• [Data section]
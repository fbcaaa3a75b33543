//! VibeEngine - the owned composition of aggregator, classifier, overlay,
//! and scheduler.
//!
//! The engine is:
//! - **Synchronous**: no async runtime; every entry point returns immediately.
//! - **Clock-injected**: callers pass `now` in milliseconds, so tests drive a
//!   virtual clock and hosts pass wall time.
//! - **Single-owner**: one instance, owned by the composition root. No
//!   ambient singletons. Multi-threaded hosts wrap it in a `Mutex`.
//!
//! Time flows through two entry points: `handle_event` for host telemetry and
//! `advance_to` for pure time passage. Both first fire any timers that came
//! due, in deadline order, exactly as a cooperative host event loop would
//! have interleaved them.

use tracing::debug;

use crate::classifier::classify;
use crate::config::EngineConfig;
use crate::metrics::snapshot;
use crate::notify::StateObserver;
use crate::overlay::BuildTestOverlay;
use crate::scheduler::{TimerKind, TimerQueue};
use crate::signals::SignalAggregator;
use crate::types::{ActivityMetrics, ActivityState, EditorEvent, Millis};

/// The activity-state inference engine.
///
/// Converts noisy editor telemetry into a stable activity state and reports
/// each transition exactly once through the observer.
pub struct VibeEngine {
    config: EngineConfig,
    aggregator: SignalAggregator,
    overlay: BuildTestOverlay,
    timers: TimerQueue,
    observer: Box<dyn StateObserver + Send>,
    state: ActivityState,
    now: Millis,
    disposed: bool,
}

impl VibeEngine {
    /// Creates an engine anchored at `now`, starting in `idle` with the poll
    /// and counter-reset timers armed. No transition is reported at startup.
    pub fn new(config: EngineConfig, observer: Box<dyn StateObserver + Send>, now: Millis) -> Self {
        let mut timers = TimerQueue::new();
        timers.schedule(TimerKind::Poll, now + config.poll_interval_ms);
        timers.schedule(
            TimerKind::CounterReset,
            now + config.counter_reset_interval_ms,
        );

        Self {
            config,
            aggregator: SignalAggregator::new(now),
            overlay: BuildTestOverlay::new(),
            timers,
            observer,
            state: ActivityState::Idle,
            now,
            disposed: false,
        }
    }

    /// Advances the clock to `now`, firing every timer due on the way in
    /// deadline order. A `now` earlier than the engine's clock is clamped;
    /// time never runs backwards.
    pub fn advance_to(&mut self, now: Millis) {
        if self.disposed {
            return;
        }
        let now = now.max(self.now);
        while let Some((kind, at)) = self.timers.pop_due(now) {
            self.fire(kind, at);
        }
        self.now = now;
    }

    /// Applies one host event at `now`. Timers due before the event fire
    /// first, matching the serialized callback order of a cooperative host.
    pub fn handle_event(&mut self, event: EditorEvent, now: Millis) {
        if self.disposed {
            return;
        }
        self.advance_to(now);
        let now = self.now;

        match event {
            EditorEvent::TextChanged { changed_length } => {
                if self.aggregator.record_keystroke(changed_length, now) {
                    self.timers.schedule(
                        TimerKind::TypingDebounce,
                        now + self.config.typing_debounce_ms,
                    );
                }
            }
            EditorEvent::EditorSwitched => self.aggregator.record_file_switch(now),
            EditorEvent::FocusLost => self.aggregator.record_focus_loss(now),
            EditorEvent::TaskStarted { task_name } => {
                if let Some(forced) = self.overlay.on_task_started(&task_name) {
                    self.timers.cancel(TimerKind::OverlayRevert);
                    self.force_state(forced, now);
                }
            }
            EditorEvent::TaskEnded { task_name } => {
                if self.overlay.on_task_ended(&task_name) {
                    // Classifier authority resumes at the next poll tick.
                    self.timers.cancel(TimerKind::OverlayRevert);
                }
            }
            EditorEvent::TestRunStarted => {
                let forced = self.overlay.on_test_run_started();
                self.timers.cancel(TimerKind::OverlayRevert);
                self.force_state(forced, now);
            }
            EditorEvent::TestRunFinished { passed, failed } => {
                let forced = self.overlay.on_test_run_finished(passed, failed);
                self.timers
                    .schedule(TimerKind::OverlayRevert, now + self.config.test_revert_ms);
                self.force_state(forced, now);
            }
        }
    }

    /// Forces a state from outside the classifier (test harness, host
    /// command). Reported through the same once-per-transition discipline:
    /// forcing the current state is a no-op.
    pub fn manual_state_change(&mut self, state: ActivityState, now: Millis) {
        if self.disposed {
            return;
        }
        self.advance_to(now);
        self.force_state(state, self.now);
    }

    /// The state currently reported to collaborators.
    pub fn current_state(&self) -> ActivityState {
        self.state
    }

    /// Pull-style metrics read. Does not mutate the engine or fire timers.
    pub fn metrics_snapshot(&self, now: Millis) -> ActivityMetrics {
        snapshot(&self.aggregator, now.max(self.now))
    }

    /// Cancels all timers and silences the engine. Safe to call repeatedly
    /// and from any state; every entry point is a no-op afterwards.
    pub fn dispose(&mut self) {
        self.timers.cancel_all();
        self.disposed = true;
    }

    fn fire(&mut self, kind: TimerKind, at: Millis) {
        match kind {
            TimerKind::Poll => {
                self.timers
                    .schedule(TimerKind::Poll, at + self.config.poll_interval_ms);
                if self.overlay.is_active() {
                    return;
                }
                let metrics = snapshot(&self.aggregator, at);
                let next = classify(&metrics, self.state);
                if next != self.state {
                    self.transition(next, &metrics);
                }
            }
            TimerKind::CounterReset => {
                self.timers.schedule(
                    TimerKind::CounterReset,
                    at + self.config.counter_reset_interval_ms,
                );
                self.aggregator.reset_window_counters();
            }
            TimerKind::TypingDebounce => self.aggregator.clear_typing_burst(),
            TimerKind::OverlayRevert => {
                // Cool-down complete: back to productive regardless of what
                // the classifier thought before the run.
                self.overlay.clear();
                self.force_state(ActivityState::Productive, at);
            }
        }
    }

    fn force_state(&mut self, state: ActivityState, now: Millis) {
        if state != self.state {
            let metrics = snapshot(&self.aggregator, now);
            self.transition(state, &metrics);
        }
    }

    fn transition(&mut self, state: ActivityState, metrics: &ActivityMetrics) {
        self.state = state;
        debug!(state = ?state, idle_ms = metrics.idle_time_ms, typing_speed = metrics.typing_speed, "activity state changed");
        self.observer.on_state_change(state, metrics);
    }
}
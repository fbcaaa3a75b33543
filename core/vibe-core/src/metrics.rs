//! Metrics snapshot builder.
//!
//! Pure view over the aggregator: given the counters and `now`, produce an
//! [`ActivityMetrics`] record. Mutation (burst decay, window resets) is the
//! scheduler's job, never the snapshot's.

use std::collections::VecDeque;

use crate::signals::SignalAggregator;
use crate::types::{ActivityMetrics, Millis};

/// Builds a point-in-time metrics record. Pure given the aggregator state
/// and `now`; the aggregator is not mutated.
pub fn snapshot(agg: &SignalAggregator, now: Millis) -> ActivityMetrics {
    ActivityMetrics {
        typing_speed: typing_speed(agg.keystroke_times()),
        idle_time_ms: now.saturating_sub(agg.last_activity_at()),
        tab_switches: agg.tab_switches(),
        file_changes: agg.file_changes(),
        time_in_file_ms: now.saturating_sub(agg.last_file_switch_at()),
    }
}

/// Keystrokes-per-minute equivalent from the ring buffer of recent keystroke
/// timestamps: `60000 / average inter-keystroke interval`.
///
/// Fewer than two samples means no interval to measure, so speed is zero.
/// The average is clamped to 1ms so a same-millisecond burst stays finite.
fn typing_speed(times: &VecDeque<Millis>) -> f64 {
    let (Some(&first), Some(&last)) = (times.front(), times.back()) else {
        return 0.0;
    };
    if times.len() < 2 {
        return 0.0;
    }

    let span = last.saturating_sub(first) as f64;
    let intervals = (times.len() - 1) as f64;
    let avg_interval_ms = (span / intervals).max(1.0);

    60_000.0 / avg_interval_ms
}
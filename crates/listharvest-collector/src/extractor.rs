//! Boundary to the catalog: page extraction and search listing

use std::time::Duration;

use listharvest_core::{FetchError, fetch_text};

use crate::record::{Candidate, RawRecord};
use crate::state::QueryDescriptor;

/// What one extraction produced
#[derive(Debug, Clone, PartialEq)]
pub enum Extraction {
    Found(RawRecord),
    /// No listing behind this candidate (gap in the id space, removed listing)
    NotFound,
}

/// Fetches and parses catalog pages. Shared by all workers.
pub trait PageExtractor: Send + Sync {
    fn extract(&self, candidate: &Candidate) -> Result<Extraction, FetchError>;

    /// Listing references on one page (1-based) of a search; empty = past the end
    fn search(&self, query: &QueryDescriptor, page: u32) -> Result<Vec<String>, FetchError>;
}

/// Site-specific URLs and markup parsing for [`HttpExtractor`]
pub trait PageParser: Send + Sync {
    fn listing_url(&self, candidate: &Candidate) -> String;

    fn search_url(&self, query: &QueryDescriptor, page: u32) -> String;

    /// Parse a listing page. `Ok(None)` for a page without a listing;
    /// `Err(FetchError::Mismatch)` when the markup is not understood.
    fn parse_listing(
        &self,
        candidate: &Candidate,
        body: &str,
    ) -> Result<Option<RawRecord>, FetchError>;

    fn parse_search(&self, body: &str) -> Result<Vec<String>, FetchError>;
}

/// [`PageExtractor`] over the shared HTTP client
pub struct HttpExtractor<P> {
    parser: P,
    timeout: Duration,
}

impl<P: PageParser> HttpExtractor<P> {
    pub fn new(parser: P, timeout: Duration) -> Self {
        Self { parser, timeout }
    }
}

impl<P: PageParser> PageExtractor for HttpExtractor<P> {
    fn extract(&self, candidate: &Candidate) -> Result<Extraction, FetchError> {
        let url = self.parser.listing_url(candidate);
        let body = match fetch_text(&url, self.timeout) {
            Ok(body) => body,
            Err(FetchError::Http {
                status: Some(404 | 410),
                ..
            }) => return Ok(Extraction::NotFound),
            Err(e) => return Err(e),
        };
        Ok(match self.parser.parse_listing(candidate, &body)? {
            Some(record) => Extraction::Found(record),
            None => Extraction::NotFound,
        })
    }

    fn search(&self, query: &QueryDescriptor, page: u32) -> Result<Vec<String>, FetchError> {
        let url = self.parser.search_url(query, page);
        let body = fetch_text(&url, self.timeout)?;
        self.parser.parse_search(&body)
    }
}
//! Collection session: what one coordinator run leaves behind, and resume

use std::collections::BTreeMap;
use std::path::Path;

use anyhow::Context;
use listharvest_core::{Checkpoint, CheckpointStore};
use serde::Serialize;

use crate::dedup::Deduplicator;
use crate::record::ValidatedRecord;
use crate::state::{WorkUnit, WorkerState};
use crate::worker::FatalWorkerError;

#[derive(Clone, Copy, Debug, PartialEq, Eq, Serialize)]
#[serde(rename_all = "snake_case")]
pub enum StopReason {
    TargetReached,
    UnitsExhausted,
    AllWorkersFailed,
    Cancelled,
}

impl StopReason {
    pub fn as_str(self) -> &'static str {
        match self {
            Self::TargetReached => "target_reached",
            Self::UnitsExhausted => "units_exhausted",
            Self::AllWorkersFailed => "all_workers_failed",
            Self::Cancelled => "cancelled",
        }
    }
}

impl std::fmt::Display for StopReason {
    fn fmt(&self, f: &mut std::fmt::Formatter<'_>) -> std::fmt::Result {
        f.write_str(self.as_str())
    }
}

pub fn new_session_id() -> String {
    chrono::Utc::now()
        .format("session-%Y%m%d-%H%M%S%3f")
        .to_string()
}

/// Final state of one coordinator run
pub struct CollectionSession {
    pub session_id: String,
    pub started_at: chrono::DateTime<chrono::Utc>,
    pub finished_at: chrono::DateTime<chrono::Utc>,
    pub target_count: usize,
    /// Every planned unit with its final status
    pub units: Vec<WorkUnit>,
    pub dedup: Deduplicator,
    /// Per-worker accepted records, indexed by worker id
    pub shards: Vec<Vec<ValidatedRecord>>,
    /// Records carried over from earlier checkpoints
    pub restored: Vec<ValidatedRecord>,
    pub workers: Vec<WorkerState>,
    /// Validation rejections by reason, summed over workers
    pub rejections: BTreeMap<String, usize>,
    pub failures: Vec<FatalWorkerError>,
    pub abandoned_units: usize,
    pub stop_reason: StopReason,
}

impl CollectionSession {
    pub fn elapsed(&self) -> std::time::Duration {
        (self.finished_at - self.started_at)
            .to_std()
            .unwrap_or_default()
    }
}

/// Dedup state and records recovered from checkpoint files
#[derive(Debug, Default)]
pub struct Restored {
    pub dedup: Deduplicator,
    pub records: Vec<ValidatedRecord>,
    pub checkpoints: usize,
    /// Restored records dropped as duplicates of earlier ones
    pub dropped: usize,
}

impl Restored {
    /// Numeric identifiers of restored records, for the planner's history
    pub fn history_ids(&self) -> impl Iterator<Item = u64> + '_ {
        self.records.iter().filter_map(ValidatedRecord::numeric_id)
    }
}

/// Load every checkpoint under `root` into a fresh deduplicator
pub fn restore(root: &Path) -> anyhow::Result<Restored> {
    let checkpoints: Vec<Checkpoint<ValidatedRecord>> = CheckpointStore::load_all(root)
        .with_context(|| format!("Failed to read checkpoints under {}", root.display()))?;

    let mut restored = Restored {
        checkpoints: checkpoints.len(),
        ..Restored::default()
    };
    for cp in checkpoints {
        restored.dedup.preload_processed(cp.processed);
        for record in cp.records {
            if restored
                .dedup
                .try_insert(&record.canonical_key, &record.signature)
            {
                restored.records.push(record);
            } else {
                restored.dropped += 1;
            }
        }
    }

    if restored.checkpoints > 0 {
        log::info!(
            "Restored {} records and {} processed candidates from {} checkpoints ({} duplicates dropped)",
            restored.records.len(),
            restored.dedup.processed_count(),
            restored.checkpoints,
            restored.dropped
        );
    }
    Ok(restored)
}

• [Exercise] All lines in the records that contain "Some" are to be copied and returned.

• [Response]
        while let Some((kind, at)) = self.timers.pop_due(now) {
                if let Some(forced) = self.overlay.on_task_started(&task_name) {
    let (Some(&first), Some(&last)) = (times.front(), times.back()) else {
                status: Some(404 | 410),
            Some(record) => Extraction::Found(record),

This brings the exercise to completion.